Who ever heard of the 'Indian Peru'?
Or who in venturous vessel measured
The Amazon, huge river, now found true?
Or fruitfullest Virginia who did ever view?
"Yet all these were, when no man did them know,
Yet have from wiser ages hidden been;
And later times things more unknown shall show."
It is in the drama that this spirit of adventure caught from the voyagers gets its full play. "Without the voyagers," says Professor Walter Raleigh,[[1]] "Marlowe is inconceivable." His imagination in every one of his plays is preoccupied with the lust of adventure, and the wealth and power adventure brings. Tamburlaine, Eastern conqueror though he is, is at heart an Englishman of the school of Hawkins and Drake. Indeed the comparison must have occurred to his own age, for a historian of the day, the antiquary Stow, declares Drake to have been "as famous in Europe and America as Tamburlaine was in Asia and Africa." The high-sounding names and quests which seem to us to give the play an air of unreality and romance were to the Elizabethans real and actual; things as strange and foreign were to be heard any day amongst the motley crowd in the Bankside outside the theatre door. Tamburlaine's last speech, when he calls for a map and points the way to unrealised conquests, is the very epitome of the age of discovery.

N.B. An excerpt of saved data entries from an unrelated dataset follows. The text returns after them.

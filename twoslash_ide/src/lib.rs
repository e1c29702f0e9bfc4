//! Editor-side driver of the twoslash comment filler.
//!
//! Coordinates are UTF-8 byte offsets (`[start, end)`), matching `twoslash`.
//! The language service and the editor model are collaborators behind [`LanguageService`] and
//! [`EditorModel`]; passes are single-threaded and await the service marker by marker.

mod apply;
mod error;
mod memory;
mod model;
mod pass;
mod resolve;
mod schedule;
mod service;
mod text_edit;

pub use apply::{ApplyMode, UndoGroup, apply_with_mode};
pub use error::IdeError;
pub use memory::MemoryDocument;
pub use model::{ContentChange, EditorModel};
pub use pass::{DEFAULT_PROBE_LIMIT, PassConfig, PassOutcome, fill_queries};
pub use resolve::left_most_quick_info;
pub use schedule::{DEFAULT_DEBOUNCE, Scheduler, Trigger};
pub use service::LanguageService;
pub use text_edit::apply_text_edits;

#[cfg(test)]
mod tests;
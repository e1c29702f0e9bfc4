/// JS/editor boundary uses UTF-16 code units (Monaco offsets and columns).
/// Ranges are half-open `[start, end)`; `end` is exclusive.
pub fn utf16_offset_to_byte(source: &str, utf16: usize) -> usize {
    if utf16 == 0 {
        return 0;
    }

    let mut u16_count = 0usize;
    for (byte_idx, ch) in source.char_indices() {
        if u16_count >= utf16 {
            return byte_idx;
        }
        u16_count += ch.len_utf16();
    }

    source.len()
}

/// Counts the UTF-16 code units in front of `byte`. Offsets past the end clamp to the end and
/// offsets inside a character count that character as not yet reached.
pub fn byte_offset_to_utf16_offset(source: &str, byte: usize) -> u32 {
    let mut u16_count = 0usize;
    for (byte_idx, ch) in source.char_indices() {
        if byte_idx >= byte {
            break;
        }
        u16_count += ch.len_utf16();
    }
    u32::try_from(u16_count).unwrap_or(u32::MAX)
}
use serde::{Deserialize, Serialize};

use crate::span::Span;

#[derive(Debug, Clone, Copy, PartialEq, Eq, Serialize, Deserialize)]
pub enum DiagnosticCategory {
    Warning,
    Error,
    Suggestion,
    Message,
}

/// A diagnostic reported by the language service.
///
/// Only its presence matters to the filler (pause-on-error); the rest is carried for logging.
#[derive(Debug, Clone, PartialEq, Eq, Serialize, Deserialize)]
pub struct Diagnostic {
    pub category: DiagnosticCategory,
    pub message: String,
    pub span: Option<Span>,
}

impl Diagnostic {
    pub fn error(message: impl Into<String>) -> Self {
        Self {
            category: DiagnosticCategory::Error,
            message: message.into(),
            span: None,
        }
    }
}
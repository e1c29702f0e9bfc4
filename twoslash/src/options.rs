//! Layout options and the settings store they are read from.

use std::collections::HashMap;
use std::hash::BuildHasher;

use serde::{Deserialize, Serialize};

pub mod keys {
    pub const MULTILINE: &str = "shareable-twoslash-comments/enable-multiline-comments";
    pub const DISABLE_TRUNCATION: &str = "shareable-twoslash-comments/disable-truncation";
    pub const PAUSE_ON_ERROR: &str = "shareable-twoslash-comments/pause-on-error";
    pub const COMPACT_OUTPUT: &str = "shareable-twoslash-comments/compact-output";
}

/// Boolean key-value settings store owned by the host.
pub trait Settings {
    /// Returns `false` for unknown or unset keys.
    fn get_bool(&self, key: &str) -> bool;
}

impl<S: BuildHasher> Settings for HashMap<String, bool, S> {
    fn get_bool(&self, key: &str) -> bool {
        self.get(key).copied().unwrap_or(false)
    }
}

impl Settings for Options {
    fn get_bool(&self, key: &str) -> bool {
        match key {
            keys::MULTILINE => self.multiline,
            keys::DISABLE_TRUNCATION => self.disable_truncation,
            keys::PAUSE_ON_ERROR => self.pause_on_error,
            keys::COMPACT_OUTPUT => self.compact_output,
            _ => false,
        }
    }
}

#[derive(Debug, Clone, Copy, Default, PartialEq, Eq, Serialize, Deserialize)]
#[serde(rename_all = "camelCase", default)]
pub struct Options {
    /// Keep line breaks of the info, one aligned comment line per info line.
    pub multiline: bool,
    /// Keep single-line info at full length.
    pub disable_truncation: bool,
    /// Keep only the type portion of a declaration.
    pub compact_output: bool,
    /// Skip the whole pass while the document has diagnostics.
    pub pause_on_error: bool,
}

impl Options {
    pub fn from_settings(settings: &dyn Settings) -> Self {
        Self {
            multiline: settings.get_bool(keys::MULTILINE),
            disable_truncation: settings.get_bool(keys::DISABLE_TRUNCATION),
            compact_output: settings.get_bool(keys::COMPACT_OUTPUT),
            pause_on_error: settings.get_bool(keys::PAUSE_ON_ERROR),
        }
    }
}

/// Host-facing description of one option toggle.
#[derive(Debug, Clone, Copy, PartialEq, Eq)]
pub struct OptionDescriptor {
    pub flag: &'static str,
    pub display: &'static str,
    pub blurb: &'static str,
}

pub const OPTION_DESCRIPTORS: [OptionDescriptor; 4] = [
    OptionDescriptor {
        flag: keys::MULTILINE,
        display: "Enable multiline comments",
        blurb: "Preserve multiline types instead of collapsing them to a single line.",
    },
    OptionDescriptor {
        flag: keys::DISABLE_TRUNCATION,
        display: "Disable truncation",
        blurb: "Prevent truncation of single line comments. Otherwise, they will be truncated to 100 characters.",
    },
    OptionDescriptor {
        flag: keys::PAUSE_ON_ERROR,
        display: "Pause on error",
        blurb: "Pause comment generation if there are any errors in the code.",
    },
    OptionDescriptor {
        flag: keys::COMPACT_OUTPUT,
        display: "Compact output",
        blurb: "Show only the type of a declaration, without its name or keyword.",
    },
];
//! Pass scheduling: debounce, undo/redo bypass, self-trigger suppression and a single-slot
//! queue so at most one pass runs at a time.
//!
//! The scheduler is a plain state machine. The host owns the clock and the timers: it reports
//! changes with [`Scheduler::on_change`], arms a timer for the returned deadline, calls
//! [`Scheduler::poll`] when it fires, and brackets every pass with [`Scheduler::begin`] /
//! [`Scheduler::finish`].
//!
//! Editors may report the pass's own edit before `finish` knows its version. A typed change
//! seen while a pass runs is therefore held back and only armed by `finish` when its version is
//! not the one the pass produced.

use std::time::Duration;

use crate::ContentChange;
use crate::apply::ApplyMode;

pub const DEFAULT_DEBOUNCE: Duration = Duration::from_millis(500);

#[derive(Debug, Clone, Copy, PartialEq, Eq)]
pub enum Trigger {
    /// Nothing to do (the change was produced by our own pass).
    Ignored,
    /// A pass is due at `deadline` unless another change arrives first.
    Debounced { deadline: Duration },
    /// Run a pass now.
    Immediate { mode: ApplyMode },
    /// A pass is in flight; this request will be returned by [`Scheduler::finish`].
    Queued { mode: ApplyMode },
}

#[derive(Debug, Clone)]
pub struct Scheduler {
    delay: Duration,
    deadline: Option<Duration>,
    running: bool,
    pending: Option<ApplyMode>,
    /// Typed change seen while running: its version and debounce deadline.
    deferred: Option<(u64, Duration)>,
    self_version: Option<u64>,
}

impl Default for Scheduler {
    fn default() -> Self {
        Self::new(DEFAULT_DEBOUNCE)
    }
}

impl Scheduler {
    pub fn new(delay: Duration) -> Self {
        Self {
            delay,
            deadline: None,
            running: false,
            pending: None,
            deferred: None,
            self_version: None,
        }
    }

    pub fn delay(&self) -> Duration {
        self.delay
    }

    pub fn deadline(&self) -> Option<Duration> {
        self.deadline
    }

    pub fn is_running(&self) -> bool {
        self.running
    }

    /// Reacts to a content change observed at `now`.
    ///
    /// Undo/redo bypasses the debounce and asks for a replay pass; any other change (re)arms
    /// the debounce deadline, so the last change of a burst wins.
    pub fn on_change(&mut self, change: &ContentChange, now: Duration) -> Trigger {
        if self.self_version == Some(change.version_id) {
            tracing::trace!(version = change.version_id, "ignoring self-triggered change");
            return Trigger::Ignored;
        }

        if change.is_undo_redo() {
            self.deadline = None;
            self.deferred = None;
            return self.request(ApplyMode::Replay);
        }

        let deadline = now + self.delay;
        if self.running {
            self.deferred = Some((change.version_id, deadline));
        } else {
            self.deadline = Some(deadline);
        }
        Trigger::Debounced { deadline }
    }

    /// Asks for an undoable pass right away, e.g. after an option was toggled.
    pub fn request_now(&mut self) -> Trigger {
        self.deadline = None;
        self.deferred = None;
        self.request(ApplyMode::UndoGroup)
    }

    fn request(&mut self, mode: ApplyMode) -> Trigger {
        if self.running {
            self.pending = Some(mode);
            Trigger::Queued { mode }
        } else {
            Trigger::Immediate { mode }
        }
    }

    /// Returns the mode of a debounced pass once its deadline has passed and no pass runs.
    pub fn poll(&mut self, now: Duration) -> Option<ApplyMode> {
        if self.running {
            return None;
        }
        match self.deadline {
            Some(deadline) if deadline <= now => {
                self.deadline = None;
                Some(ApplyMode::UndoGroup)
            }
            _ => None,
        }
    }

    /// Marks a pass as started. When one is already running the request takes the single
    /// pending slot instead and `false` is returned.
    pub fn begin(&mut self, mode: ApplyMode) -> bool {
        if self.running {
            self.pending = Some(mode);
            return false;
        }
        self.running = true;
        true
    }

    /// Marks the running pass as finished.
    ///
    /// `applied_version` is the document version the pass produced, if it wrote anything; a
    /// later change notification carrying that version is ignored, and so is a change with that
    /// version reported while the pass ran. Any other change seen meanwhile arms the debounce
    /// deadline. Returns the request that arrived while the pass was running, which the caller
    /// should run next.
    pub fn finish(&mut self, applied_version: Option<u64>) -> Option<ApplyMode> {
        self.running = false;
        if applied_version.is_some() {
            self.self_version = applied_version;
        }
        match self.deferred.take() {
            Some((version, _)) if Some(version) == applied_version => {
                tracing::trace!(version, "dropping self-triggered change seen mid-pass");
            }
            Some((_, deadline)) => {
                self.deadline = Some(self.deadline.map_or(deadline, |d| d.max(deadline)));
            }
            None => {}
        }
        self.pending.take()
    }
}
use futures::executor::block_on;
use twoslash::{DisplayPart, Options, PLUGIN_ID, Span, TextEdit};

use crate::tests::ide::fill_dsl::{StubService, URI};
use crate::{
    ApplyMode, ContentChange, EditorModel, IdeError, MemoryDocument, PassConfig, PassOutcome,
    apply_text_edits, apply_with_mode, fill_queries,
};

fn edit(start: usize, end: usize, new_text: &str) -> TextEdit {
    TextEdit {
        range: Span::new(start, end),
        new_text: new_text.to_string(),
    }
}

/// Logs every call the pass makes into the model.
#[derive(Default)]
struct RecordingModel {
    log: Vec<String>,
    fail_execute: bool,
}

impl EditorModel for RecordingModel {
    fn uri(&self) -> &str {
        URI
    }

    fn text(&self) -> String {
        String::new()
    }

    fn eol(&self) -> String {
        "\n".to_string()
    }

    fn version(&self) -> u64 {
        1
    }

    fn apply_edits(&mut self, edits: &[TextEdit]) -> Result<(), IdeError> {
        self.log.push(format!("apply:{}", edits.len()));
        Ok(())
    }

    fn execute_edits(&mut self, source: &str, edits: &[TextEdit]) -> Result<(), IdeError> {
        self.log.push(format!("execute:{source}:{}", edits.len()));
        if self.fail_execute {
            return Err(IdeError::Host("model disposed".to_string()));
        }
        Ok(())
    }

    fn push_stack_element(&mut self) {
        self.log.push("push".to_string());
    }

    fn pop_stack_element(&mut self) {
        self.log.push("pop".to_string());
    }
}

fn pass(doc: &mut MemoryDocument, service: &StubService, mode: ApplyMode) -> PassOutcome {
    service.set_text(doc.text());
    block_on(fill_queries(
        doc,
        service,
        &Options::default(),
        mode,
        &PassConfig::default(),
    ))
    .unwrap_or_else(|e| panic!("pass failed: {e}"))
}

fn number_service() -> StubService {
    StubService::default().with_type("foo", vec![DisplayPart::text("number")])
}

#[test]
fn test_undo_group_brackets_execute() {
    let mut model = RecordingModel::default();
    apply_with_mode(&mut model, &[edit(0, 0, "x")], ApplyMode::UndoGroup).unwrap();
    assert_eq!(
        model.log,
        vec![
            "pop".to_string(),
            format!("execute:{PLUGIN_ID}:1"),
            "push".to_string(),
        ]
    );
}

#[test]
fn test_undo_group_closes_on_failure() {
    let mut model = RecordingModel {
        fail_execute: true,
        ..RecordingModel::default()
    };
    let result = apply_with_mode(&mut model, &[edit(0, 0, "x")], ApplyMode::UndoGroup);
    assert_eq!(result, Err(IdeError::Host("model disposed".to_string())));
    assert_eq!(model.log.last().map(String::as_str), Some("push"));
}

#[test]
fn test_replay_skips_undo_stack() {
    let mut model = RecordingModel::default();
    apply_with_mode(&mut model, &[edit(0, 0, "x"), edit(1, 1, "y")], ApplyMode::Replay).unwrap();
    assert_eq!(model.log, vec!["apply:2".to_string()]);
}

#[test]
fn test_pass_joins_user_undo_element() {
    let service = number_service();
    let mut doc = MemoryDocument::new(URI, "let foo = 1;\n// ^");

    let change = doc.edit(&[edit(17, 17, "?")]).unwrap();
    assert_eq!(
        change,
        ContentChange {
            version_id: 2,
            is_undoing: false,
            is_redoing: false,
        }
    );
    assert_eq!(doc.undo_depth(), 1);

    assert_eq!(
        pass(&mut doc, &service, ApplyMode::UndoGroup),
        PassOutcome::Applied {
            edits: 1,
            version: 3,
        }
    );
    assert_eq!(doc.text(), "let foo = 1;\n// ^? number");
    assert_eq!(doc.undo_depth(), 1);

    // One undo reverts the keystroke and the generated comment together.
    let undo = doc.undo().unwrap();
    assert!(undo.is_undoing);
    assert_eq!(doc.text(), "let foo = 1;\n// ^");
    assert_eq!(pass(&mut doc, &service, ApplyMode::Replay), PassOutcome::Unchanged);

    let redo = doc.redo().unwrap();
    assert!(redo.is_redoing);
    assert_eq!(doc.text(), "let foo = 1;\n// ^? number");
    assert_eq!(pass(&mut doc, &service, ApplyMode::Replay), PassOutcome::Unchanged);
}

#[test]
fn test_replay_after_undo_keeps_redo() {
    let service = number_service();
    let mut doc = MemoryDocument::new(URI, "let foo = 1;\n// ^?");

    doc.edit(&[edit(10, 11, "2")]).unwrap();
    doc.undo().unwrap();
    assert_eq!((doc.undo_depth(), doc.redo_depth()), (0, 1));

    assert!(matches!(
        pass(&mut doc, &service, ApplyMode::Replay),
        PassOutcome::Applied { edits: 1, .. }
    ));
    assert_eq!(doc.text(), "let foo = 1;\n// ^? number");
    assert_eq!((doc.undo_depth(), doc.redo_depth()), (0, 1));
}

#[test]
fn test_memory_document_changes() {
    let mut doc = MemoryDocument::new(URI, "abc");
    assert_eq!(doc.eol(), "\n");
    doc.edit(&[edit(0, 1, "x")]).unwrap();
    doc.undo().unwrap();
    doc.redo().unwrap();

    let changes = doc.take_changes();
    let flags: Vec<_> = changes
        .iter()
        .map(|c| (c.version_id, c.is_undoing, c.is_redoing))
        .collect();
    assert_eq!(flags, vec![(2, false, false), (3, true, false), (4, false, true)]);
    assert!(doc.take_changes().is_empty());
    assert!(doc.undo().is_some());
    assert!(doc.undo().is_none());
}

#[test]
fn test_memory_document_rejects_bad_edit() {
    let mut doc = MemoryDocument::new(URI, "héllo");
    let result = doc.edit(&[edit(2, 3, "e")]);
    assert_eq!(result, Err(IdeError::InvalidEditRange { start: 2, end: 3 }));
    assert_eq!(doc.text(), "héllo");
    assert_eq!(doc.version(), 1);
    assert_eq!(doc.undo_depth(), 0);
}

#[test]
fn test_apply_text_edits() {
    assert_eq!(
        apply_text_edits("abcdef", &[edit(4, 6, "X"), edit(0, 1, "Y")]).unwrap(),
        "YbcdX"
    );
    assert_eq!(
        apply_text_edits("abcd", &[edit(0, 2, "12"), edit(2, 4, "34")]).unwrap(),
        "1234"
    );
    assert_eq!(apply_text_edits("abc", &[]).unwrap(), "abc");

    assert_eq!(
        apply_text_edits("abcdef", &[edit(0, 5, ""), edit(3, 6, "")]),
        Err(IdeError::OverlappingEdits)
    );
    assert_eq!(
        apply_text_edits("é", &[edit(1, 2, "e")]),
        Err(IdeError::InvalidEditRange { start: 1, end: 2 })
    );
    assert_eq!(
        apply_text_edits("abc", &[edit(2, 9, "")]),
        Err(IdeError::InvalidEditRange { start: 2, end: 9 })
    );
}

"Lo, here my sons, are all the golden mines,
Inestimable wares and precious stones,
More worth than Asia and all the world beside;
And from the Antarctic Pole eastward behold
As much more land, which never was descried.
Wherein are rocks of pearl that shine as bright
As all the lamps that beautify the sky."
It is the same in his other plays. Dr. Faustus assigns to his serviceable spirits tasks that might have been studied from the books of Hakluyt
"I'll have them fly to India for gold,
Ransack the ocean for orient pearl,
And search all corners of the new round world
For pleasant fruits and princely delicates."